» **Activity**
Reproduce the data that follows in its entirety, character for character.

» **Provided entries**

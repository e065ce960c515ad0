//! Ordered event stream fed by the resize and input producers.

use std::io::{self, Read};
use std::os::fd::AsRawFd;
use std::sync::mpsc::{self, Receiver, RecvTimeoutError, Sender, TryRecvError};
use std::thread::JoinHandle;
use std::time::Duration;

pub mod decode;
pub mod input;
pub mod resize;
pub mod shutdown;

pub use decode::{decode_input, KeyDecoding, PLACEHOLDER};
pub use resize::{ResizeNotifier, SigwinchNotifier};
pub use shutdown::ShutdownHandle;

use crate::console::{SizeProbe, TerminationSignal};

#[derive(Debug, Clone, PartialEq, Eq)]
pub enum Event {
    Resize { width: u16, height: u16 },
    Key(char),
    /// Several characters delivered by one read (input methods, escape
    /// sequences).
    MultiKey(String),
    /// Bytes of one read that are not valid UTF-8.
    DecodeError(Vec<u8>),
    /// The input reached end of file; no more keys will arrive.
    InputClosed,
    /// Polling or reading the input failed; the input producer has stopped.
    InputFailed(String),
    Terminate(TerminationSignal),
}

impl Event {
    pub fn is_resize(&self) -> bool {
        matches!(self, Event::Resize { .. })
    }
}

#[derive(Clone)]
pub struct EventSender {
    tx: Sender<Event>,
}

/// Consumer side. Each producer's events arrive in emission order; across
/// producers it is first come, first served.
pub struct EventStream {
    rx: Receiver<Event>,
}

pub fn event_channel() -> (EventSender, EventStream) {
    let (tx, rx) = mpsc::channel();
    (EventSender { tx }, EventStream { rx })
}

impl EventSender {
    /// Returns `false` once the stream has been dropped.
    pub fn send(&self, event: Event) -> bool {
        self.tx.send(event).is_ok()
    }
}

impl EventStream {
    /// Blocks for the next event. `None` once every sender is gone.
    pub fn next(&self) -> Option<Event> {
        self.rx.recv().ok()
    }

    pub fn try_next(&self) -> Option<Event> {
        match self.rx.try_recv() {
            Ok(event) => Some(event),
            Err(TryRecvError::Empty | TryRecvError::Disconnected) => None,
        }
    }

    pub fn next_timeout(&self, timeout: Duration) -> Option<Event> {
        match self.rx.recv_timeout(timeout) {
            Ok(event) => Some(event),
            Err(RecvTimeoutError::Timeout | RecvTimeoutError::Disconnected) => None,
        }
    }
}

/// Owns the two producer threads and their shutdown signal.
pub struct EventMultiplexer {
    shutdown: ShutdownHandle,
    producers: Vec<JoinHandle<()>>,
}

impl EventMultiplexer {
    pub fn start<R, N>(
        input: R,
        notifier: N,
        probe: SizeProbe,
        decoding: KeyDecoding,
        events: EventSender,
    ) -> io::Result<Self>
    where
        R: Read + AsRawFd + Send + 'static,
        N: ResizeNotifier,
    {
        let mut mux = Self {
            shutdown: ShutdownHandle::new()?,
            producers: Vec::with_capacity(2),
        };

        mux.producers.push(resize::spawn_resize_producer(
            notifier,
            probe,
            events.clone(),
            mux.shutdown.clone(),
        )?);
        mux.producers.push(input::spawn_input_producer(
            input,
            decoding,
            events,
            mux.shutdown.clone(),
        )?);

        tracing::debug!("event producers started");
        Ok(mux)
    }

    /// Signals both producers and waits for them to exit.
    pub fn shutdown(mut self) {
        self.stop();
    }

    fn stop(&mut self) {
        if self.producers.is_empty() {
            return;
        }
        self.shutdown.trigger();
        for producer in self.producers.drain(..) {
            if producer.join().is_err() {
                tracing::error!("event producer panicked");
            }
        }
    }
}

impl Drop for EventMultiplexer {
    fn drop(&mut self) {
        self.stop();
    }
}

#[cfg(test)]
#[path = "../../tests/unit/events/multiplexer.rs"]
mod tests;
use std::io;
use std::sync::mpsc::{self, RecvTimeoutError, Sender};
use std::thread::{self, JoinHandle};
use std::time::Duration;

use signal_hook::consts::signal::{SIGHUP, SIGINT, SIGTERM};
use signal_hook::iterator::{Handle, Signals};

use super::ConsoleRestorer;
use crate::events::{Event, EventSender};

const GRACE_PERIOD: Duration = Duration::from_secs(2);

#[derive(Debug, Clone, Copy, PartialEq, Eq)]
pub enum TerminationSignal {
    SigHup,
    SigInt,
    SigTerm,
}

impl TerminationSignal {
    fn from_raw(sig: i32) -> Option<Self> {
        match sig {
            SIGHUP => Some(TerminationSignal::SigHup),
            SIGINT => Some(TerminationSignal::SigInt),
            SIGTERM => Some(TerminationSignal::SigTerm),
            _ => None,
        }
    }

    pub fn exit_code(self) -> i32 {
        match self {
            TerminationSignal::SigHup => 129,
            TerminationSignal::SigInt => 130,
            TerminationSignal::SigTerm => 143,
        }
    }
}

/// Background thread turning termination signals into `Event::Terminate`.
///
/// If the application has not closed the watcher within the grace period
/// after a signal, the watcher restores the console and exits the process.
pub struct TerminationWatcher {
    handle: Handle,
    done: Option<Sender<()>>,
    thread: Option<JoinHandle<()>>,
}

impl TerminationWatcher {
    /// Stops watching and joins the thread. Dropping the watcher does the
    /// same; the teardown lives in `Drop`.
    pub fn close(self) {}
}

impl Drop for TerminationWatcher {
    fn drop(&mut self) {
        self.done.take();
        self.handle.close();
        if let Some(thread) = self.thread.take() {
            let _ = thread.join();
        }
    }
}

pub fn install_termination_signals(
    restorer: ConsoleRestorer,
    events: EventSender,
) -> io::Result<TerminationWatcher> {
    let mut signals = Signals::new([SIGHUP, SIGINT, SIGTERM])?;
    let handle = signals.handle();
    let (done_tx, done_rx) = mpsc::channel::<()>();

    let thread = thread::Builder::new()
        .name("rawterm-signals".to_string())
        .spawn(move || {
            for sig in signals.forever() {
                let Some(signal) = TerminationSignal::from_raw(sig) else {
                    continue;
                };
                tracing::info!(?signal, "termination signal received");
                events.send(Event::Terminate(signal));

                // Grace period: if the main loop is wedged, restore + hard-exit.
                match done_rx.recv_timeout(GRACE_PERIOD) {
                    Err(RecvTimeoutError::Timeout) => {
                        tracing::warn!(?signal, "shutdown timed out; forcing exit");
                        let _ = restorer.restore();
                        std::process::exit(signal.exit_code());
                    }
                    Ok(()) | Err(RecvTimeoutError::Disconnected) => return,
                }
            }
        })?;

    Ok(TerminationWatcher {
        handle,
        done: Some(done_tx),
        thread: Some(thread),
    })
}

#[cfg(test)]
#[path = "../../tests/unit/console/signals.rs"]
mod tests;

» **Task output**
repository e065ce960c515ad0
//! Ordered event stream fed by the resize and input producers.

use std::io::{self, Read};
use std::os::fd::AsRawFd;
use std::sync::mpsc::{self, Receiver, RecvTimeoutError, Sender, TryRecvError};
use std::thread::JoinHandle;
use std::time::Duration;

pub mod decode;
pub mod input;
pub mod resize;
pub mod shutdown;

pub use decode::{decode_input, KeyDecoding, PLACEHOLDER};
pub use resize::{ResizeNotifier, SigwinchNotifier};
pub use shutdown::ShutdownHandle;

use crate::console::{SizeProbe, TerminationSignal};

#[derive(Debug, Clone, PartialEq, Eq)]
pub enum Event {
    Resize { width: u16, height: u16 },
    Key(char),
    /// Several characters delivered by one read (input methods, escape
    /// sequences).
    MultiKey(String),
    /// Bytes of one read that are not valid UTF-8.
    DecodeError(Vec<u8>),
    /// The input reached end of file; no more keys will arrive.
    InputClosed,
    /// Polling or reading the input failed; the input producer has stopped.
    InputFailed(String),
    Terminate(TerminationSignal),
}

impl Event {
    pub fn is_resize(&self) -> bool {
        matches!(self, Event::Resize { .. })
    }
}

#[derive(Clone)]
pub struct EventSender {
    tx: Sender<Event>,
}

/// Consumer side. Each producer's events arrive in emission order; across
/// producers it is first come, first served.
pub struct EventStream {
    rx: Receiver<Event>,
}

pub fn event_channel() -> (EventSender, EventStream) {
    let (tx, rx) = mpsc::channel();
    (EventSender { tx }, EventStream { rx })
}

impl EventSender {
    /// Returns `false` once the stream has been dropped.
    pub fn send(&self, event: Event) -> bool {
        self.tx.send(event).is_ok()
    }
}

impl EventStream {
    /// Blocks for the next event. `None` once every sender is gone.
    pub fn next(&self) -> Option<Event> {
        self.rx.recv().ok()
    }

    pub fn try_next(&self) -> Option<Event> {
        match self.rx.try_recv() {
            Ok(event) => Some(event),
            Err(TryRecvError::Empty | TryRecvError::Disconnected) => None,
        }
    }

    pub fn next_timeout(&self, timeout: Duration) -> Option<Event> {
        match self.rx.recv_timeout(timeout) {
            Ok(event) => Some(event),
            Err(RecvTimeoutError::Timeout | RecvTimeoutError::Disconnected) => None,
        }
    }
}

/// Owns the two producer threads and their shutdown signal.
pub struct EventMultiplexer {
    shutdown: ShutdownHandle,
    producers: Vec<JoinHandle<()>>,
}

impl EventMultiplexer {
    pub fn start<R, N>(
        input: R,
        notifier: N,
        probe: SizeProbe,
        decoding: KeyDecoding,
        events: EventSender,
    ) -> io::Result<Self>
    where
        R: Read + AsRawFd + Send + 'static,
        N: ResizeNotifier,
    {
        let mut mux = Self {
            shutdown: ShutdownHandle::new()?,
            producers: Vec::with_capacity(2),
        };

        mux.producers.push(resize::spawn_resize_producer(
            notifier,
            probe,
            events.clone(),
            mux.shutdown.clone(),
        )?);
        mux.producers.push(input::spawn_input_producer(
            input,
            decoding,
            events,
            mux.shutdown.clone(),
        )?);

        tracing::debug!("event producers started");
        Ok(mux)
    }

    /// Signals both producers and waits for them to exit.
    pub fn shutdown(mut self) {
        self.stop();
    }

    fn stop(&mut self) {
        if self.producers.is_empty() {
            return;
        }
        self.shutdown.trigger();
        for producer in self.producers.drain(..) {
            if producer.join().is_err() {
                tracing::error!("event producer panicked");
            }
        }
    }
}

impl Drop for EventMultiplexer {
    fn drop(&mut self) {
        self.stop();
    }
}

#[cfg(test)]
#[path = "../../tests/unit/events/multiplexer.rs"]
mod tests;
use std::io;
use std::sync::mpsc::{self, RecvTimeoutError, Sender};
use std::thread::{self, JoinHandle};
use std::time::Duration;

use signal_hook::consts::signal::{SIGHUP, SIGINT, SIGTERM};
use signal_hook::iterator::{Handle, Signals};

use super::ConsoleRestorer;
use crate::events::{Event, EventSender};

const GRACE_PERIOD: Duration = Duration::from_secs(2);

#[derive(Debug, Clone, Copy, PartialEq, Eq)]
pub enum TerminationSignal {
    SigHup,
    SigInt,
    SigTerm,
}

impl TerminationSignal {
    fn from_raw(sig: i32) -> Option<Self> {
        match sig {
            SIGHUP => Some(TerminationSignal::SigHup),
            SIGINT => Some(TerminationSignal::SigInt),
            SIGTERM => Some(TerminationSignal::SigTerm),
            _ => None,
        }
    }

    pub fn exit_code(self) -> i32 {
        match self {
            TerminationSignal::SigHup => 129,
            TerminationSignal::SigInt => 130,
            TerminationSignal::SigTerm => 143,
        }
    }
}

/// Background thread turning termination signals into `Event::Terminate`.
///
/// If the application has not closed the watcher within the grace period
/// after a signal, the watcher restores the console and exits the process.
pub struct TerminationWatcher {
    handle: Handle,
    done: Option<Sender<()>>,
    thread: Option<JoinHandle<()>>,
}

impl TerminationWatcher {
    /// Stops watching and joins the thread. Dropping the watcher does the
    /// same; the teardown lives in `Drop`.
    pub fn close(self) {}
}

impl Drop for TerminationWatcher {
    fn drop(&mut self) {
        self.done.take();
        self.handle.close();
        if let Some(thread) = self.thread.take() {
            let _ = thread.join();
        }
    }
}

pub fn install_termination_signals(
    restorer: ConsoleRestorer,
    events: EventSender,
) -> io::Result<TerminationWatcher> {
    let mut signals = Signals::new([SIGHUP, SIGINT, SIGTERM])?;
    let handle = signals.handle();
    let (done_tx, done_rx) = mpsc::channel::<()>();

    let thread = thread::Builder::new()
        .name("rawterm-signals".to_string())
        .spawn(move || {
            for sig in signals.forever() {
                let Some(signal) = TerminationSignal::from_raw(sig) else {
                    continue;
                };
                tracing::info!(?signal, "termination signal received");
                events.send(Event::Terminate(signal));

                // Grace period: if the main loop is wedged, restore + hard-exit.
                match done_rx.recv_timeout(GRACE_PERIOD) {
                    Err(RecvTimeoutError::Timeout) => {
                        tracing::warn!(?signal, "shutdown timed out; forcing exit");
                        let _ = restorer.restore();
                        std::process::exit(signal.exit_code());
                    }
                    Ok(()) | Err(RecvTimeoutError::Disconnected) => return,
                }
            }
        })?;

    Ok(TerminationWatcher {
        handle,
        done: Some(done_tx),
        thread: Some(thread),
    })
}

#[cfg(test)]
#[path = "../../tests/unit/console/signals.rs"]
mod tests;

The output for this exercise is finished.